Siete aldeanos permanecen atrapados desde el pasado 20 de mayo en una remota cueva inundada en la provincia de Xaysomboun, en el centro de Laos, después de que intensas lluvias y deslizamientos de tierra sellaran la salida mientras realizaban actividades de búsqueda de oro.
El operativo de rescate, que este martes cumple seis días de labores ininterrumpidas, cuenta con la participación de especialistas locales y buzos tailandeses de élite, quienes luchan contra el tiempo y un nivel de agua que continúa en ascenso debido al clima adverso reinante en la zona montañosa de Long Chaeng.

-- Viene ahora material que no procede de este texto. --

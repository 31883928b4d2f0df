//! Read-model rows.

use common::{BatchReference, OrderId, Sku};
use serde::{Deserialize, Serialize};

/// One row of the denormalized allocations table: which batch an order's
/// line for a given SKU ended up in.
#[derive(Debug, Clone, PartialEq, Eq, Hash, Serialize, Deserialize)]
pub struct AllocationView {
    #[serde(rename = "orderid")]
    pub order_id: OrderId,

    pub sku: Sku,

    #[serde(rename = "batchref")]
    pub batch_reference: BatchReference,
}

impl AllocationView {
    pub fn new(
        order_id: impl Into<OrderId>,
        sku: impl Into<Sku>,
        batch_reference: impl Into<BatchReference>,
    ) -> Self {
        Self {
            order_id: order_id.into(),
            sku: sku.into(),
            batch_reference: batch_reference.into(),
        }
    }
}
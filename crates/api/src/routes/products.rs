//! Product listing.

use std::sync::Arc;

use axum::Json;
use axum::extract::State;
use service::{ProductSummary, views};
use store::Backend;

use super::AppState;
use crate::error::ApiError;

/// GET /products: every product with its batches.
#[tracing::instrument(skip(state))]
pub async fn list<B: Backend>(
    State(state): State<Arc<AppState<B>>>,
) -> Result<Json<Vec<ProductSummary>>, ApiError> {
    let uow = state.bus.unit_of_work();
    Ok(Json(views::products(&uow).await?))
}
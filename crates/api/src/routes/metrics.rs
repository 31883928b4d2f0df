//! Prometheus metrics endpoint.

use axum::extract::State;
use axum::http::{StatusCode, header};
use axum::response::IntoResponse;
use metrics_exporter_prometheus::PrometheusHandle;

/// GET /metrics: bus and allocation counters in Prometheus text format.
pub async fn get(State(handle): State<PrometheusHandle>) -> impl IntoResponse {
    (
        StatusCode::OK,
        [(header::CONTENT_TYPE, "text/plain; version=0.0.4; charset=utf-8")],
        handle.render(),
    )
}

Los equipos de emergencia incluyen a expertos que participaron en el mediático rescate de los 12 adolescentes del equipo de fútbol ‘Jabalíes Salvajes’ y su entrenador en Tailandia en 2018.
Estros rescatistas enfrentan condiciones extremas debido a la estrechez de los pasadizos, algunos de los cuales presentan dimensiones de apenas 60 centímetros de ancho.
La geografía de la cavidad obliga a los rescatistas a avanzar de lado y arrastrarse boca abajo para progresar a través de un túnel de 340 metros donde las rocas son sumamente afiladas, lo que ralentiza cada metro de avance.
“Es tan estrecho que hay que inclinarse de lado, agacharse y arrastrarse boca abajo para poder pasar”, explicó el buceador experimentado Kengkad Bongkawong a la cadena CNN.
Esperanza basada en el testimonio de un sobreviviente
La alerta sobre el incidente fue dada originalmente por un miembro del grupo que logró escapar vadeando el agua y abriéndose paso a la fuerza antes de que la cavidad quedara totalmente bloqueada por el lodo y los sedimentos.
Este sobreviviente informó a las autoridades sobre la ubicación de una cornisa elevada en el interior de la cueva que goza de ventilación continua y se encuentra por encima del nivel actual del agua, lo que alimenta la esperanza de los rescatistas de encontrar al resto del grupo con vida en ese sector específico.
“Tengo confianza en que todavía están vivos porque todavía hay aire en la cueva”, declaró Kengkard Bongkawong según un reporte del diario The Guardian.